The Princess of Cleves, often called the first modern French novel, was published anonymously in 1678 and was received with enthusiasm by its contemporary audience.
The text of this Norton Critical Edition is that of Thomas Sargent Perry's 1892 translation, indisputably the translation that has best served readers in English. Reprinted repeatedly over the last one hundred years, the Perry translation is a classic in its own right. After careful review, the editor has corrected minor infelicities of translation (necessary to remain true to Lafayette's text) and updated vocabulary.
To experience the innovation of Lafayette's writing, it is necessary to understand the critical resistance it met with in seventeenth-century France.

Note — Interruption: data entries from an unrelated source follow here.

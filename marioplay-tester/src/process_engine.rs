//! Engine backed by an external simulation command.
//!
//! Each run stages the level into a temporary file and launches
//!
//! ```text
//! <program> <args...> <level_file> <agent> <time_budget> <render 0|1>
//! ```
//!
//! The command must print one JSON [`SimulationOutcome`] on stdout and exit
//! with status zero.

use log::debug;
use marioplay_game::{EngineError, SimulationEngine, SimulationOutcome, SimulationRequest, save_level};
use std::fs;
use std::path::PathBuf;
use std::process::Command;
use std::sync::atomic::{AtomicUsize, Ordering};

use crate::config::EngineCommand;

static STAGED_LEVELS: AtomicUsize = AtomicUsize::new(0);

pub struct ProcessEngine {
    command: EngineCommand,
    staging_dir: PathBuf,
    runs: usize,
}

impl ProcessEngine {
    #[must_use]
    pub fn new(command: EngineCommand) -> Self {
        Self::with_staging_dir(command, std::env::temp_dir())
    }

    #[must_use]
    pub const fn with_staging_dir(command: EngineCommand, staging_dir: PathBuf) -> Self {
        Self {
            command,
            staging_dir,
            runs: 0,
        }
    }

    #[must_use]
    pub const fn runs(&self) -> usize {
        self.runs
    }

    fn staged_level_path(&self) -> PathBuf {
        let index = STAGED_LEVELS.fetch_add(1, Ordering::Relaxed);
        self.staging_dir.join(format!(
            "marioplay-level-{}-{index}.txt",
            std::process::id()
        ))
    }
}

impl SimulationEngine for ProcessEngine {
    fn run(&mut self, request: &SimulationRequest<'_>) -> Result<SimulationOutcome, EngineError> {
        let level_path = self.staged_level_path();
        save_level(request.level, &level_path).map_err(EngineError::Staging)?;

        debug!(
            "launching {} for {} (agent {})",
            self.command.program,
            level_path.display(),
            request.agent
        );
        let output = Command::new(&self.command.program)
            .args(&self.command.args)
            .arg(&level_path)
            .arg(request.agent.as_str())
            .arg(request.time_budget.to_string())
            .arg(if request.render { "1" } else { "0" })
            .output();
        let _ = fs::remove_file(&level_path);
        self.runs += 1;

        let output = output.map_err(|source| EngineError::Launch {
            program: self.command.program.clone(),
            source,
        })?;
        if !output.status.success() {
            return Err(EngineError::Exit {
                status: output.status.to_string(),
                stderr: String::from_utf8_lossy(&output.stderr).trim().to_string(),
            });
        }
        Ok(serde_json::from_slice(&output.stdout)?)
    }
}
use std::fs;
use std::path::{Path, PathBuf};

use marioplay_game::{JavaRandom, ProbeConfig, ScriptedEngine, SimulationOutcome};
use marioplay_tester::{BatchDriver, Experiment, ExperimentStatus};
use sha2::{Digest, Sha256};

const LEVELS: [(&str, &str); 3] = [
    (
        "lvl_1.txt",
        "----?--?----\n--?Q?--E----\n-<>-----<>--\n-[]--bB-[]--\nXXXXXXXXXXXX\n",
    ),
    ("lvl_2.txt", "--?-?-?-?--\n-----E--E--\nXXXX--XXXXX\n"),
    (
        "lvl_3.txt",
        "-o-o-SSS?SS-\n------------\nXXXXXXXXXXXX\n",
    ),
];

const TRANSLATED_DIGEST: &str = "0a0af786b022c2966e1c398935e88db1fd48879bb080be526d2ed6421b895ef8";

fn temp_dir(label: &str) -> PathBuf {
    let dir = std::env::temp_dir().join(format!(
        "marioplay-flow-{label}-{}",
        std::time::SystemTime::now()
            .duration_since(std::time::UNIX_EPOCH)
            .unwrap_or_default()
            .as_nanos()
    ));
    fs::create_dir_all(&dir).unwrap();
    dir
}

fn write_levels(dir: &Path) {
    for (name, text) in LEVELS {
        fs::write(dir.join(name), text).unwrap();
    }
}

fn playable_column(csv: &str) -> Vec<String> {
    csv.lines()
        .skip(1)
        .map(|line| line.rsplit(',').next().unwrap().to_string())
        .collect()
}

#[test]
fn scripted_outcomes_produce_expected_csv() {
    let root = temp_dir("e2e");
    let levels = root.join("GA2014").join("levels_default");
    fs::create_dir_all(&levels).unwrap();
    write_levels(&levels);
    let out = temp_dir("e2e-out");

    let mut script = vec![0.5, 0.5, 1.0];
    script.extend([0.9; 10]);
    script.push(1.0);
    let mut driver = BatchDriver::new(
        ScriptedEngine::from_completions(&script),
        JavaRandom::new(1337),
        ProbeConfig::default(),
    );

    let experiment = Experiment::new("GA2014/levels_default", "Playability_default.csv");
    let summaries = driver.run_all(&root, &[experiment], &out).unwrap();
    assert_eq!(summaries.len(), 1);
    assert_eq!(summaries[0].evaluated, 3);
    assert_eq!(summaries[0].playable, 2);
    assert_eq!(
        summaries[0].status,
        ExperimentStatus::Written(out.join("Playability_default.csv"))
    );

    let engine = driver.into_engine();
    assert_eq!(engine.runs(), 14);
    assert_eq!(engine.remaining(), 0);

    let csv = fs::read_to_string(out.join("Playability_default.csv")).unwrap();
    assert!(csv.starts_with("Level,Playable\n"));
    assert_eq!(playable_column(&csv), vec!["1", "0", "1"]);
    let first_row = csv.lines().nth(1).unwrap();
    assert!(first_row.ends_with("lvl_1.txt,1"), "{first_row}");
}

#[test]
fn csv_rows_match_readable_levels() {
    let root = temp_dir("rows");
    write_levels(&root);
    fs::create_dir_all(root.join("nested")).unwrap();
    fs::write(root.join("nested").join("lvl_4.txt"), "--E--\nXXXXX\n").unwrap();
    let out = temp_dir("rows-out");

    let mut driver = BatchDriver::new(
        ScriptedEngine::from_completions(&[1.0, 0.2, 1.0, 1.0, 1.0, 1.0]),
        JavaRandom::new(3),
        ProbeConfig::with_max_trials(2),
    );
    let summaries = driver
        .run_all(&root, &[Experiment::new("", "Playability.csv")], &out)
        .unwrap();
    assert_eq!(summaries[0].evaluated, 4);

    let csv = fs::read_to_string(out.join("Playability.csv")).unwrap();
    let rows: Vec<_> = csv.lines().skip(1).collect();
    assert_eq!(rows.len(), 4);
    for row in rows {
        let flag = row.rsplit(',').next().unwrap();
        assert!(flag == "1" || flag == "0", "{row}");
    }
}

#[test]
fn seeded_translation_is_reproducible() {
    let root = temp_dir("digest");
    write_levels(&root);
    let files: Vec<PathBuf> = LEVELS.iter().map(|(name, _)| root.join(name)).collect();

    let mut driver = BatchDriver::new(
        ScriptedEngine::new((0..LEVELS.len()).map(|_| SimulationOutcome::with_completion(1.0))),
        JavaRandom::new(1337),
        ProbeConfig::default(),
    );
    driver.evaluate_files(&files).unwrap();

    let seen = driver.engine().levels_seen();
    assert_eq!(
        seen[0],
        "----@--@----\n--!D!--g----\n-tt-----tt--\n-tt--**-tt--\nXXXXXXXXXXXX\n"
    );
    let digest = Sha256::digest(seen.join("\n=\n").as_bytes());
    assert_eq!(format!("{digest:x}"), TRANSLATED_DIGEST);
}
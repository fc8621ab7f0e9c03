use marioplay_game::ProbeConfig;
use serde::{Deserialize, Serialize};
use std::path::{Path, PathBuf};
use thiserror::Error;

/// Errors raised while loading or overriding tool configuration.
#[derive(Debug, Error)]
pub enum ConfigError {
    #[error("failed to read config {path}: {source}")]
    Read {
        path: PathBuf,
        #[source]
        source: std::io::Error,
    },
    #[error("failed to parse config {path}: {source}")]
    Parse {
        path: PathBuf,
        #[source]
        source: serde_json::Error,
    },
    #[error("experiment `{0}` must look like SOURCE_FOLDER=OUTPUT_FILE")]
    ExperimentSyntax(String),
}

/// A generator folder and the CSV file its verdicts go to.
#[derive(Debug, Clone, PartialEq, Eq, Serialize, Deserialize)]
pub struct Experiment {
    /// Folder relative to the generators root.
    pub source_folder: String,
    /// File name inside the output folder.
    pub output_filename: String,
}

impl Experiment {
    #[must_use]
    pub fn new(source_folder: impl Into<String>, output_filename: impl Into<String>) -> Self {
        Self {
            source_folder: source_folder.into(),
            output_filename: output_filename.into(),
        }
    }
}

/// Entry of the configured experiment list.
#[derive(Debug, Clone, PartialEq, Eq, Serialize, Deserialize)]
#[serde(untagged)]
pub enum ExperimentEntry {
    Folder(Experiment),
    /// Every directory under this folder becomes its own experiment.
    Discover { discover: String },
}

/// How to launch the external simulation engine.
#[derive(Debug, Clone, PartialEq, Eq, Serialize, Deserialize)]
pub struct EngineCommand {
    pub program: String,
    #[serde(default)]
    pub args: Vec<String>,
}

impl Default for EngineCommand {
    fn default() -> Self {
        Self {
            program: "java".to_string(),
            args: vec![
                "-Xmx512m".to_string(),
                "-jar".to_string(),
                "MarioSimulation.jar".to_string(),
            ],
        }
    }
}

/// Settings shared by both command-line tools.
#[derive(Debug, Clone, PartialEq, Serialize, Deserialize)]
#[serde(default)]
pub struct ToolConfig {
    pub generators_root: PathBuf,
    pub experiments: Vec<ExperimentEntry>,
    pub probe: ProbeConfig,
    pub engine: EngineCommand,
}

impl Default for ToolConfig {
    fn default() -> Self {
        Self {
            generators_root: PathBuf::from("../Generators/"),
            experiments: vec![ExperimentEntry::Discover {
                discover: "GA2014/levels".to_string(),
            }],
            probe: ProbeConfig::default(),
            engine: EngineCommand::default(),
        }
    }
}

impl ToolConfig {
    /// Parse configuration from JSON text.
    ///
    /// # Errors
    ///
    /// Returns the underlying JSON error if the text is not a valid config.
    pub fn from_json(json: &str) -> Result<Self, serde_json::Error> {
        serde_json::from_str(json)
    }

    /// Load configuration from a JSON file.
    ///
    /// # Errors
    ///
    /// Returns an error if the file cannot be read or parsed.
    pub fn load(path: &Path) -> Result<Self, ConfigError> {
        let text = std::fs::read_to_string(path).map_err(|source| ConfigError::Read {
            path: path.to_path_buf(),
            source,
        })?;
        Self::from_json(&text).map_err(|source| ConfigError::Parse {
            path: path.to_path_buf(),
            source,
        })
    }

    /// Load `path` when given, otherwise fall back to the defaults.
    ///
    /// # Errors
    ///
    /// Returns an error if a given file cannot be read or parsed.
    pub fn load_or_default(path: Option<&Path>) -> Result<Self, ConfigError> {
        path.map_or_else(|| Ok(Self::default()), Self::load)
    }
}

/// Parse a `SOURCE_FOLDER=OUTPUT_FILE` override.
///
/// # Errors
///
/// Returns an error if either side of the `=` is missing or empty.
pub fn parse_experiment_arg(raw: &str) -> Result<Experiment, ConfigError> {
    let (source, output) = raw
        .split_once('=')
        .ok_or_else(|| ConfigError::ExperimentSyntax(raw.to_string()))?;
    let (source, output) = (source.trim(), output.trim());
    if source.is_empty() || output.is_empty() {
        return Err(ConfigError::ExperimentSyntax(raw.to_string()));
    }
    Ok(Experiment::new(source, output))
}

#[cfg(test)]
mod tests {
    use super::*;

    #[test]
    fn defaults_discover_ga2014_levels() {
        let config = ToolConfig::default();
        assert_eq!(config.generators_root, PathBuf::from("../Generators/"));
        assert_eq!(
            config.experiments,
            vec![ExperimentEntry::Discover {
                discover: "GA2014/levels".to_string()
            }]
        );
        assert_eq!(config.probe.max_trials, 10);
        assert_eq!(config.engine.program, "java");
    }

    #[test]
    fn parses_mixed_experiment_entries() {
        let config = ToolConfig::from_json(
            r#"{
                "generators_root": "/data/generators",
                "experiments": [
                    { "source_folder": "ProMP/new_levels", "output_filename": "Playability_ProMP.csv" },
                    { "discover": "GA2014/levels" }
                ],
                "probe": { "max_trials": 4 },
                "engine": { "program": "mario-sim" }
            }"#,
        )
        .unwrap();
        assert_eq!(config.generators_root, PathBuf::from("/data/generators"));
        assert_eq!(
            config.experiments[0],
            ExperimentEntry::Folder(Experiment::new(
                "ProMP/new_levels",
                "Playability_ProMP.csv"
            ))
        );
        assert!(matches!(
            &config.experiments[1],
            ExperimentEntry::Discover { discover } if discover == "GA2014/levels"
        ));
        assert_eq!(config.probe.max_trials, 4);
        assert_eq!(config.probe.time_budget, 20);
        assert_eq!(config.engine.program, "mario-sim");
        assert!(config.engine.args.is_empty());
    }

    #[test]
    fn empty_object_is_the_default_config() {
        assert_eq!(ToolConfig::from_json("{}").unwrap(), ToolConfig::default());
    }

    #[test]
    fn load_reports_missing_file() {
        let err = ToolConfig::load(Path::new("/definitely/not/here.json")).unwrap_err();
        assert!(matches!(err, ConfigError::Read { .. }));
        assert!(err.to_string().contains("here.json"));
    }

    #[test]
    fn experiment_arg_requires_both_sides() {
        assert_eq!(
            parse_experiment_arg("MarioGPT/levels = Playability_MarioGPT.csv").unwrap(),
            Experiment::new("MarioGPT/levels", "Playability_MarioGPT.csv")
        );
        assert!(parse_experiment_arg("MarioGPT/levels").is_err());
        assert!(parse_experiment_arg("=out.csv").is_err());
        assert!(parse_experiment_arg("src=").is_err());
    }
}
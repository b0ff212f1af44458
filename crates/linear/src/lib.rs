pub mod error;
pub mod impls;

pub use error::{Result, SequenceError};
pub use impls::{LinkedList, Vector};

/// Ordered sequence interface.
///
/// - `begin()` names the first element, `end()` the slot one past the last;
///   they are equal exactly when the sequence is empty.
/// - Positions are `Copy` tokens compared by identity, never by value.
///   A structural mutation may leave older positions stale.
/// - Stepping, dereferencing and positional edits are bounds-checked and fail
///   with [`SequenceError::OutOfRange`] without touching the sequence.
/// - `pop_first`/`pop_last` on an empty sequence fail with
///   [`SequenceError::EmptyContainer`].
pub trait Sequence {
    type Item;
    type Position: Copy + Eq + std::fmt::Debug;

    fn new() -> Self;

    fn len(&self) -> usize;

    fn is_empty(&self) -> bool {
        self.len() == 0
    }

    fn append(&mut self, item: Self::Item);

    fn prepend(&mut self, item: Self::Item);

    /// Inserts `item` immediately before `position` and returns the position
    /// of the new element.
    fn insert(&mut self, position: Self::Position, item: Self::Item) -> Result<Self::Position>;

    fn pop_first(&mut self) -> Result<Self::Item>;

    fn pop_last(&mut self) -> Result<Self::Item>;

    /// Removes the element at `position`; returns the position of the element
    /// that followed it.
    fn erase(&mut self, position: Self::Position) -> Result<Self::Position>;

    /// Removes the half-open range `[first, last)`; returns the position of
    /// the element at `last`.
    fn erase_range(&mut self, first: Self::Position, last: Self::Position)
    -> Result<Self::Position>;

    fn begin(&self) -> Self::Position;

    fn end(&self) -> Self::Position;

    fn next_position(&self, position: Self::Position) -> Result<Self::Position>;

    fn prev_position(&self, position: Self::Position) -> Result<Self::Position>;

    fn advance(&self, mut position: Self::Position, n: usize) -> Result<Self::Position> {
        for _ in 0..n {
            position = self.next_position(position)?;
        }
        Ok(position)
    }

    fn retreat(&self, mut position: Self::Position, n: usize) -> Result<Self::Position> {
        for _ in 0..n {
            position = self.prev_position(position)?;
        }
        Ok(position)
    }

    /// Position of the `index`-th element; `index == len()` gives `end()`.
    fn position_at(&self, index: usize) -> Result<Self::Position> {
        self.advance(self.begin(), index)
    }

    fn get(&self, position: Self::Position) -> Result<&Self::Item>;

    fn get_mut(&mut self, position: Self::Position) -> Result<&mut Self::Item>;
}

"Contemporary Reactions" includes five assessments of The Princess of Cleves—by Marie-Madeleine de Lafayette herself, Roger de Bussy-Rabutin and Marie de Sévigné, Jean-Baptiste-Henry du Trousset de Valincour, Jean-Antoine de Charnes, and Du Plaisir—following its controversial publication. John Lyons's translations for this Norton Critical Edition make these reactions available in English for the first time.
"Criticism" includes eleven modern studies of the novel, five of which appear here in English for the first time, by Jean Fabre, Michel Butor, Jean Rousset, Helen Karen Kaps, Gérard Genette, Roger Francillon, Kurt Weinberg, Peggy Kamuf, Erica Harth, Joan DeJean, and Laurence Gregario.
A Glossary of Characters and a Selected Bibliography are also included.